[Dataset entries]
Start of Block
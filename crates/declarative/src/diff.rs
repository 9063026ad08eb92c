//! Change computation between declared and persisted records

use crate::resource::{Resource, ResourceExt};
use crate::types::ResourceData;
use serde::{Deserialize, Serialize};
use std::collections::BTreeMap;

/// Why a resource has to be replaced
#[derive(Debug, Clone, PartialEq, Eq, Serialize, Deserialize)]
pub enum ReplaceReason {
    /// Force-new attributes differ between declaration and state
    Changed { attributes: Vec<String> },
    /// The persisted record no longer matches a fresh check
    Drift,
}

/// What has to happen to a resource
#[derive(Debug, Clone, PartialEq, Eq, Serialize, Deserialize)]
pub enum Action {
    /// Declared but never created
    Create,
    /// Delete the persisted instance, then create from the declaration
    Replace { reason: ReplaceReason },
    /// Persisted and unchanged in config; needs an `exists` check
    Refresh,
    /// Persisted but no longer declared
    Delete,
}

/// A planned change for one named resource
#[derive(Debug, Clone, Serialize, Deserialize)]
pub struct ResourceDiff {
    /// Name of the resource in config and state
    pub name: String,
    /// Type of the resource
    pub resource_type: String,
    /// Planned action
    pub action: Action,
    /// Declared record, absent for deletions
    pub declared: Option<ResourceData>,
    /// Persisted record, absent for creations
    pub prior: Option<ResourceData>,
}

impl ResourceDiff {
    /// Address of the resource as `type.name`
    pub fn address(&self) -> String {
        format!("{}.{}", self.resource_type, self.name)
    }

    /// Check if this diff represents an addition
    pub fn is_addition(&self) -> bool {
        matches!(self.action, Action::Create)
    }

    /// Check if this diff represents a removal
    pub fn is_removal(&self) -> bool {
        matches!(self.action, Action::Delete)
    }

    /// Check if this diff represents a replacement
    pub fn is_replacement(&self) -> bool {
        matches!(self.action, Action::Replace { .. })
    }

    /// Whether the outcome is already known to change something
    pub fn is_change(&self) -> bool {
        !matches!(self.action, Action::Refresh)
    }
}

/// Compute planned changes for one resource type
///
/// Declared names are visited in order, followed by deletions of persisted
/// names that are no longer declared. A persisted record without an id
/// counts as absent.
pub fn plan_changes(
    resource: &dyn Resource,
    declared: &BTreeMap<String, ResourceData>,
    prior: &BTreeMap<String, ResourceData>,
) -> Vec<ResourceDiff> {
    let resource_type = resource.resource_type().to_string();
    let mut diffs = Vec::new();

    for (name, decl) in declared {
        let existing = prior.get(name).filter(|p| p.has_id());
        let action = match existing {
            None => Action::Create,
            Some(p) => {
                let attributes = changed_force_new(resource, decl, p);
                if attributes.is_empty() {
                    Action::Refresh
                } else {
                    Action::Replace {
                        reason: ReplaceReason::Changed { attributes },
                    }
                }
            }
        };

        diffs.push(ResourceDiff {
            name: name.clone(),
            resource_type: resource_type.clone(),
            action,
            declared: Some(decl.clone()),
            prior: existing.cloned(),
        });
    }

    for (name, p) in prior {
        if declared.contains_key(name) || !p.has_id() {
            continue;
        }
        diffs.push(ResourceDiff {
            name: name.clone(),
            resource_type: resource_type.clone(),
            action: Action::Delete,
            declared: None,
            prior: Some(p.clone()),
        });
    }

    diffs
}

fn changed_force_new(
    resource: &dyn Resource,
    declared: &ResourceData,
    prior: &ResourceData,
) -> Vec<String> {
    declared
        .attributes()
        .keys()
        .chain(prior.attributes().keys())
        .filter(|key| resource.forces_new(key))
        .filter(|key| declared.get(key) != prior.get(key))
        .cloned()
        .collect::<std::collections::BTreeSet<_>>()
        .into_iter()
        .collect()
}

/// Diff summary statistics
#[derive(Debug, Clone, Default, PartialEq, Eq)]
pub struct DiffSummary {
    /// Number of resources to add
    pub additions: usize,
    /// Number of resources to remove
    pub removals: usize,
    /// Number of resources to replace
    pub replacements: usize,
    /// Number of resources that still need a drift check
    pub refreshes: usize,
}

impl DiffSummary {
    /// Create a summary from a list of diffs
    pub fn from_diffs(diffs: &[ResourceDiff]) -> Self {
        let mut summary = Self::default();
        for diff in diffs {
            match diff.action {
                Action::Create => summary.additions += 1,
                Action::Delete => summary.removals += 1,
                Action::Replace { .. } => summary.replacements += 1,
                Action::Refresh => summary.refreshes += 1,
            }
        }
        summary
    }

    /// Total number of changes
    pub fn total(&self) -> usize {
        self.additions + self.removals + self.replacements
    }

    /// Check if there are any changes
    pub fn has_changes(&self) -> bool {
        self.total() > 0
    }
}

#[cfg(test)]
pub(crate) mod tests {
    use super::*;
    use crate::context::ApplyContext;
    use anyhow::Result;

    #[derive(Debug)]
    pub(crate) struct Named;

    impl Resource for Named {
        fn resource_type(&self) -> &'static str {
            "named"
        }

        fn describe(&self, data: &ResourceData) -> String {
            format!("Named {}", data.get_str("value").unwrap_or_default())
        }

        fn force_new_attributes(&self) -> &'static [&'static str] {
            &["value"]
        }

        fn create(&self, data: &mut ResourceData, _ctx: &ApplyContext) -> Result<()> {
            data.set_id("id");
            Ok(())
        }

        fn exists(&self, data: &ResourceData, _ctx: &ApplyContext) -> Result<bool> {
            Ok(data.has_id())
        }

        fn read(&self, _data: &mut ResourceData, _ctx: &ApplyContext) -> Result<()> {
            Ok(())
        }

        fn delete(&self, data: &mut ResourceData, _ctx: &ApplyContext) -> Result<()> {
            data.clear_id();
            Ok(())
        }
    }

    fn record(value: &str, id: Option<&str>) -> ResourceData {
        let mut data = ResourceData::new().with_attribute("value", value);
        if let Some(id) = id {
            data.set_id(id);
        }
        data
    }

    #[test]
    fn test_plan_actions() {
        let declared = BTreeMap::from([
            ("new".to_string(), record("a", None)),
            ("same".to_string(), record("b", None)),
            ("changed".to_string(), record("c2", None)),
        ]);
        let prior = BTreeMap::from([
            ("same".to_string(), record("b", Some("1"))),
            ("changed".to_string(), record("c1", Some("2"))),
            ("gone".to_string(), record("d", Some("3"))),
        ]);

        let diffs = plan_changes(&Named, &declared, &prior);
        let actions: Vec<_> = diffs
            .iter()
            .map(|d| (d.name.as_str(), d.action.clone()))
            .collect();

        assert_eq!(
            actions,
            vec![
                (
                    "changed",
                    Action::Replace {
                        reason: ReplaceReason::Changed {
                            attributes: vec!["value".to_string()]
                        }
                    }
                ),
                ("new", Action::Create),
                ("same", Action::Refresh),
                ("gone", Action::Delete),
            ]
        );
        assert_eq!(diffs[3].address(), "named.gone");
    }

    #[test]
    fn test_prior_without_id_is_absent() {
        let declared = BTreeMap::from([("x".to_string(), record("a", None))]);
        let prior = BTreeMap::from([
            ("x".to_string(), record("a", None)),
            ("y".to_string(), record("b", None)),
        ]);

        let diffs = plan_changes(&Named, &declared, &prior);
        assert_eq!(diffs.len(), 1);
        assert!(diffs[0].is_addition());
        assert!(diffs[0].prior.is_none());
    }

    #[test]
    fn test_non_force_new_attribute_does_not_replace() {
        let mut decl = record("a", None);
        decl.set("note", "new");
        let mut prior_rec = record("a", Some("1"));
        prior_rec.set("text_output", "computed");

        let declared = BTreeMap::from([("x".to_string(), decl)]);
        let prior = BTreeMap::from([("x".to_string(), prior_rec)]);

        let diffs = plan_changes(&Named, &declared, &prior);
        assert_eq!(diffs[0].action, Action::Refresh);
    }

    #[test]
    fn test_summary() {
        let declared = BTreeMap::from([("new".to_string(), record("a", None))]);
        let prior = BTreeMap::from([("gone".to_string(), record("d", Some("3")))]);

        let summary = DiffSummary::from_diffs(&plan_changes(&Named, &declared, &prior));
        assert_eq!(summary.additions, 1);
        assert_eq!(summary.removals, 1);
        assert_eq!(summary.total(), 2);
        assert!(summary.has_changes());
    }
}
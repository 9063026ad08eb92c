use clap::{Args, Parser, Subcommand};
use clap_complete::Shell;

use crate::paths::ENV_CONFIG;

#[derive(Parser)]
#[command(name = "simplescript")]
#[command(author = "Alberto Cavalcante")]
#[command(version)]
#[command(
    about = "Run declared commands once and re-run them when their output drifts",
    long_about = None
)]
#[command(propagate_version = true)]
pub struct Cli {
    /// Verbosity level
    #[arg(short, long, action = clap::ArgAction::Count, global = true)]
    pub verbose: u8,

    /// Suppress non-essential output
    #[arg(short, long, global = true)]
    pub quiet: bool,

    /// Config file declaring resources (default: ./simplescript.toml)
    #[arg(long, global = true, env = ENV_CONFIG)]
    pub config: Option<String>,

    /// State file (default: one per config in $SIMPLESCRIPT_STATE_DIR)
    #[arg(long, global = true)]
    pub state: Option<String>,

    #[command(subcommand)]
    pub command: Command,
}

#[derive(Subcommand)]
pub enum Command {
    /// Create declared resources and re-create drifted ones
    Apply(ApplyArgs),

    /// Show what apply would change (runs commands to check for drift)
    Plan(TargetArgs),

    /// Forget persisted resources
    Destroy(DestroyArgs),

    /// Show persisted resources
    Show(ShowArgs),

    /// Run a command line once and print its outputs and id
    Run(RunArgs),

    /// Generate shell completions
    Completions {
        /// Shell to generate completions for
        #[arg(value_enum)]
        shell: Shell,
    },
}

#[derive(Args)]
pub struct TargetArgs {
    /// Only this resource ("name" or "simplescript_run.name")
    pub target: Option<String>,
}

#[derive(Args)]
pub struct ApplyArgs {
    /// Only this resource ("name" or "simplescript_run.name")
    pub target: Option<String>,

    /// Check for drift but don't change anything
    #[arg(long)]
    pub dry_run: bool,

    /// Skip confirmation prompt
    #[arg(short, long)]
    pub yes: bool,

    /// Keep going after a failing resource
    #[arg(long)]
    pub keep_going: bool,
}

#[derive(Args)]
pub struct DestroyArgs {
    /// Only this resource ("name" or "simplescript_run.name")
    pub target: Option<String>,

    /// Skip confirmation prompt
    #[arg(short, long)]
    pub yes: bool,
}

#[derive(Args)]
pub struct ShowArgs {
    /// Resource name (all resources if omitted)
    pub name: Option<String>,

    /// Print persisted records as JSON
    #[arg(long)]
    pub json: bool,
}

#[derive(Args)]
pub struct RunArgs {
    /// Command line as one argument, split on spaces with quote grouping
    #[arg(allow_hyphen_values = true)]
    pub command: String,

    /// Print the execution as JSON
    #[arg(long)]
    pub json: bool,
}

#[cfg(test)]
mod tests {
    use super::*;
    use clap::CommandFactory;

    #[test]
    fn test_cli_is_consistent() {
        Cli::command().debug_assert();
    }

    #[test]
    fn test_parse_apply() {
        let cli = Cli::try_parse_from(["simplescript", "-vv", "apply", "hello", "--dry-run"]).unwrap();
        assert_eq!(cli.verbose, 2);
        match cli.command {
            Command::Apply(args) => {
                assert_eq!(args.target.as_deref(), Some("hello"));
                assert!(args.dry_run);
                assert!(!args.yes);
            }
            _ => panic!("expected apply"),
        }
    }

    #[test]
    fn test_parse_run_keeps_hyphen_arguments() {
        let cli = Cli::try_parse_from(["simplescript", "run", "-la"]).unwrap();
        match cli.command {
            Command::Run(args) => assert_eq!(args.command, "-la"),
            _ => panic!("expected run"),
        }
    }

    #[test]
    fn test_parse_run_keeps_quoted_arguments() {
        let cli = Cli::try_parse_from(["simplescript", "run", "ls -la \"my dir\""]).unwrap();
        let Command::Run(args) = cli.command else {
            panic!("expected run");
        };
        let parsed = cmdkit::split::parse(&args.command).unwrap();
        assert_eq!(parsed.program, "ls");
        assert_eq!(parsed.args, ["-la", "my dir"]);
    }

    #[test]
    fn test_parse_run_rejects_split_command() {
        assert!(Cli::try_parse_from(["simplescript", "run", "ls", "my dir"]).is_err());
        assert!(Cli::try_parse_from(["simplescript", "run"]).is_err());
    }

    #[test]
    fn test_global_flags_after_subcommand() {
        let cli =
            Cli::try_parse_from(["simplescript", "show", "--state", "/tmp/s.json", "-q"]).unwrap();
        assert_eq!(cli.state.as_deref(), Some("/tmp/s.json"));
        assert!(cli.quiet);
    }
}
End of Block
## WORK TASK:
Copy every line of the data where "short" is found.

## EXERCISE SOLUTION:
    #[arg(short, long, action = clap::ArgAction::Count, global = true)]
    #[arg(short, long, global = true)]
    #[arg(short, long)]
    #[arg(short, long)]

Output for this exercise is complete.